World-Class Wildlife Viewing on the California Central Coast
The northern elephant seal is the largest of all pinnipeds. Mature alpha bulls can reach 5,000 pounds in weight and 16 feet in length. Like many marine mammals, it was hunted to near extinction in the 19th century. Until recently, the huge seals lived in isolated areas far away from humans. Then, amazingly, in 1990, they started colonizing the unspoiled beaches and coves just south of Point Piedras Blancas on the California coast. Their chosen location is just off of the Pacific Coast Highway (California Highway 1), three miles north of the famous Hearst Castle at San Simeon. Tourists may simply pull off the road into a signed parking lot, take a short walk, and observe hundreds and sometimes thousands of elephant seals. It is a sight one would normally associate with some exotic locale in a National Geographic.

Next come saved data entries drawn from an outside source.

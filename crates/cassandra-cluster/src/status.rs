//! Cluster-wide status roll-up and the seed-list barrier

use chrono::{DateTime, Utc};
use kube::ResourceExt;
use tracing::{debug, info};

use cassandra_common::crd::{
    ActionName, ActionStatus, CassandraCluster, CassandraClusterStatus, ClusterPhase, LastAction,
};

/// Roll rack statuses up into the cluster phase and action.
///
/// Racks are walked in processing order. The first rack with an unfinished
/// action gives the cluster its action; the first rack that is not Running
/// gives the cluster its phase and ends the walk.
pub fn aggregate_cluster_status(cc: &CassandraCluster, status: &mut CassandraClusterStatus) {
    let mut pending = false;
    for dc_rack in cc.spec.dc_racks() {
        let key = dc_rack.key();
        let Some(rack) = status.cassandra_rack_status.get(&key) else {
            status.phase = ClusterPhase::Initial;
            return;
        };
        let (phase, action) = (rack.phase, rack.last_action.clone());

        if !pending && action.status != ActionStatus::Done {
            status.last_cluster_action = action.name;
            status.last_cluster_action_status = action.status;
            pending = true;
        }
        if phase != ClusterPhase::Running {
            if status.phase != phase {
                info!(cluster = %cc.name_any(), dc_rack = %key, %phase, "cluster phase follows rack");
            }
            status.phase = phase;
            return;
        }
    }

    status.phase = ClusterPhase::Running;
    if !pending && status.last_cluster_action_status != ActionStatus::Done {
        info!(cluster = %cc.name_any(), action = %status.last_cluster_action, "action is done");
        status.last_cluster_action_status = ActionStatus::Done;
    }
}

/// Release every rack into the seed-list update at once.
///
/// Only acts while the cluster holds `{UpdateSeedList, Configuring}`. Racks
/// still in their Initial phase do not hold the barrier. Returns whether the
/// racks were flipped.
pub fn flip_seed_list_barrier(
    cc: &CassandraCluster,
    status: &mut CassandraClusterStatus,
    now: DateTime<Utc>,
) -> bool {
    if !cc.spec.auto_update_seed_list
        || status.last_cluster_action != ActionName::UpdateSeedList
        || status.last_cluster_action_status != ActionStatus::Configuring
    {
        return false;
    }

    let keys: Vec<String> = cc.spec.dc_racks().iter().map(|r| r.key()).collect();
    for key in &keys {
        let ready = status.cassandra_rack_status.get(key).is_some_and(|rack| {
            rack.is_at(ActionName::UpdateSeedList, ActionStatus::Configuring)
                || rack.phase == ClusterPhase::Initial
        });
        if !ready {
            debug!(cluster = %cc.name_any(), dc_rack = %key, "seed-list barrier still closed");
            return false;
        }
    }

    for key in &keys {
        if let Some(rack) = status.cassandra_rack_status.get_mut(key) {
            rack.last_action = LastAction::start(ActionName::UpdateSeedList, ActionStatus::ToDo, now);
        }
    }
    status.last_cluster_action_status = ActionStatus::ToDo;
    info!(cluster = %cc.name_any(), racks = keys.len(), "seed-list barrier released");
    true
}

The photo, below left, is taken from an main beach adjacent to the main (south) parking lot. Note in the closeup, below right, the huge snout which is the trademark of the male elephant seal.
This elephant seal rookery is estimated to have about 23,000 seals though they are never all on the beach at the same time. The busiest and most exciting time is during the winter when the mature females arrive, to birth and nurse pups, and then breed for the new season. Meanwhile, the largest dominant alpha bulls will square off with each other to fight for harems. Between the thousands of pups, females, and bulls, the main beach is a chaotic scene of activity. The seals are also very vocal, making loud grunting noises which sound like nonstop human belching. During the autumn, juvenile elephant seals haul themselves ashore for the purpose of resting after their long migration activities. This is a more sedate time though many of the older juvenile males engage in mock fighting, practicing for their future mating activities. Summer is the low ebb of seal activity here. Small numbers of males are present while all of the females are up near Alaska or the Northwest Pacific. This is unfortunate, as most people visit the seashore during the summer.
From the smaller north parking lot, an unpaved trail heads north along the lovely low bluffs heading towards the historic Point Piedras Blancas lighthouse. The walking is easy and very pleasant. The grass and herbal plants such as mustard and fennel provide a delightful aroma mixed with the smell of the sea. Here lonely coves and pocket beaches grace the coast, mostly occupied by smaller numbers of seals. There is also a boardwalk trail connecting the two parking lots. It hugs right along the edge of the bluffs giving excellent views of the numerous coves and pocket beaches.
Piedras Blancas Lighthouse tours are offered three days a week. There is a designated meetup location (at the old motel, 1.5 miles north of the lighthouse) so you cannot hike the trail to the lighthouse and then join a tour.
During our summer visits, the small numbers of male seals in the sheltered coves seemed substantially larger than those on the main beach. We speculated that these were dominant alpha males keeping to themselves. The photo, left, shows a huge bull surfacing and letting forth his battle cry. This was by far and away the largest seal we observed. It was bigger by half than any of the others. Perhaps he was the senior bull for the whole colony. (We’ve also visited during the winter of 2003 and the autumn of 2015.)
It is not clear why these reclusive creatures would suddenly take residence in a place where hordes of people can readily approach them. Possibly it is the unspoiled nature of this section of coast. The shore has been declared a wildlife refuge from south of San Francisco to Cambria. Human usage of the shore and offshore areas is strictly limited. Indeed, it is a criminal act to harrass marine mammals here. Perhaps they come because people are now enlightened enough to enjoy watching them and otherwise leave them alone.
Volunteers from a group known as the Friends of the Elephant Seals are present most of the time to answer visitors’ questions. Their other role is to keep an eye on the seals and make sure no humans bother them. They also sell souvenirs here to help fund their programs.
At a time when our society faces hard issues such as the rapid pace of development and pollution, a wildlife success story is extremely heartening. If you come here, please just observe the seals from a safe distance, and do not disturb them in any way!
For those wishing an even more exotic experience, try visiting Año Nuevo State Park further up the coast near Pescadero, where there is a similar elephant seal rookery. (The park is about 20 miles north of Santa Cruz on Hwy 1.) The park is a designated Natural Preserve, with a 3 to 4 mile hike from the parking lot to the seal beach. Access to the beach during breeding season is limited to guided tours available by reservation only. The tour is very intimate and brings you very close to the seals on the beach. We took this tour in the winter of 2003, and it was a fantastic experience.
WARNING: ELEPHANT SEALS ARE DANGEROUS
Elephant seals are unpredictable and faster than they appear to be. Even on land, they are extremely mobile for short distances. The head, which is drawn back to the shoulders at rest, can be extended two or three feet for a quick bite, and their large canine teeth can inflict serious wounds. Battles for dominance between bulls are among the bloodiest of any species. Bulls can crush a person with their two- to three-ton weight.
STAY at least 25 FEET AWAY FROM ALL SEALS.